▶ **Working data**
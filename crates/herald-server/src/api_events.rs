//! Event ingestion endpoint.
//!
//! `POST /api/events` validates the event against the closed type set,
//! persists it to the outbox, and enqueues a fan-out job. The outbox write
//! strictly precedes the enqueue; the two are not atomic together, so a
//! record whose enqueue is lost sits `PENDING` until the reconciliation
//! sweep picks it up.
//!
//! Duplicate submissions (same dedupe key) are absorbed: the caller gets a
//! `200` instead of a `202`, never an error.

use crate::AppState;
use axum::{extract::Extension, http::StatusCode, response::Json};
use herald_outbox::{insert_record, InsertOutcome};
use herald_queue::{enqueue, job_key};
use herald_types::DomainEvent;
use serde::Deserialize;
use serde_json::{json, Value};
use std::sync::Arc;
use uuid::Uuid;

/// Request body: a domain event plus an optional caller-supplied
/// idempotency key.
///
/// With a key, a client-side retry of the same logical submission maps to
/// the same dedupe key and is absorbed. Without one, the key falls back to
/// a submission-timestamp component and only exact concurrent duplicates
/// collapse.
#[derive(Debug, Deserialize)]
#[serde(rename_all = "camelCase")]
pub struct IngestRequest {
    #[serde(flatten)]
    pub event: DomainEvent,
    pub idempotency_key: Option<String>,
}

fn dedupe_key(event: &DomainEvent, idempotency_key: Option<&str>) -> String {
    let discriminator = match idempotency_key {
        Some(key) if !key.trim().is_empty() => key.to_string(),
        _ => chrono::Utc::now().timestamp_millis().to_string(),
    };
    format!(
        "{}:{}:{}:{}",
        event.event_type(),
        event.actor_id(),
        event.entity_id(),
        discriminator
    )
}

/// `POST /api/events`
///
/// `202 {eventId}` on acceptance, `200` when the submission was a
/// duplicate, `400` on validation failure.
pub async fn submit_event_handler(
    Extension(state): Extension<Arc<AppState>>,
    Json(body): Json<Value>,
) -> (StatusCode, Json<Value>) {
    let request: IngestRequest = match serde_json::from_value(body) {
        Ok(request) => request,
        Err(e) => {
            return (
                StatusCode::BAD_REQUEST,
                Json(json!({
                    "success": false,
                    "error": "invalid event data",
                    "details": e.to_string(),
                })),
            );
        }
    };

    if let Err(e) = request.event.validate() {
        return (
            StatusCode::BAD_REQUEST,
            Json(json!({
                "success": false,
                "error": "invalid event data",
                "details": e.to_string(),
            })),
        );
    }

    let event = request.event;
    let key = dedupe_key(&event, request.idempotency_key.as_deref());
    let event_id = Uuid::new_v4().to_string();
    let max_attempts = state.worker_settings.max_attempts;
    let pool = state.pool.clone();

    let result = tokio::task::spawn_blocking(move || -> Result<Option<String>, String> {
        let conn = pool.get().map_err(|e| format!("pool error: {e}"))?;

        match insert_record(&conn, &event_id, &event, &key)
            .map_err(|e| format!("outbox error: {e}"))?
        {
            InsertOutcome::Inserted(record) => {
                // Store write first, enqueue second. If the enqueue fails
                // the record is an orphan for the sweep, not a lost event.
                let now_ms = chrono::Utc::now().timestamp_millis();
                enqueue(
                    &conn,
                    &job_key(&record.event_id, 1),
                    &record.event_id,
                    1,
                    max_attempts,
                    now_ms,
                )
                .map_err(|e| format!("queue error: {e}"))?;
                Ok(Some(record.event_id))
            }
            InsertOutcome::Duplicate => Ok(None),
        }
    })
    .await;

    match result {
        Ok(Ok(Some(event_id))) => {
            state.work_signal.notify_work();
            (
                StatusCode::ACCEPTED,
                Json(json!({
                    "success": true,
                    "eventId": event_id,
                    "message": "event queued for processing",
                })),
            )
        }
        Ok(Ok(None)) => (
            StatusCode::OK,
            Json(json!({
                "success": true,
                "message": "event already accepted",
            })),
        ),
        Ok(Err(e)) => {
            tracing::error!("event ingestion failed: {}", e);
            (
                StatusCode::INTERNAL_SERVER_ERROR,
                Json(json!({
                    "success": false,
                    "error": "failed to accept event",
                })),
            )
        }
        Err(e) => {
            tracing::error!("event ingestion task failed: {}", e);
            (
                StatusCode::INTERNAL_SERVER_ERROR,
                Json(json!({
                    "success": false,
                    "error": "failed to accept event",
                })),
            )
        }
    }
}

▶ **Task details**
Return all lines from the data above with "eventId" in them.

▶ **Solution for this task**
/// `202 {eventId}` on acceptance, `200` when the submission was a
                    "eventId": event_id,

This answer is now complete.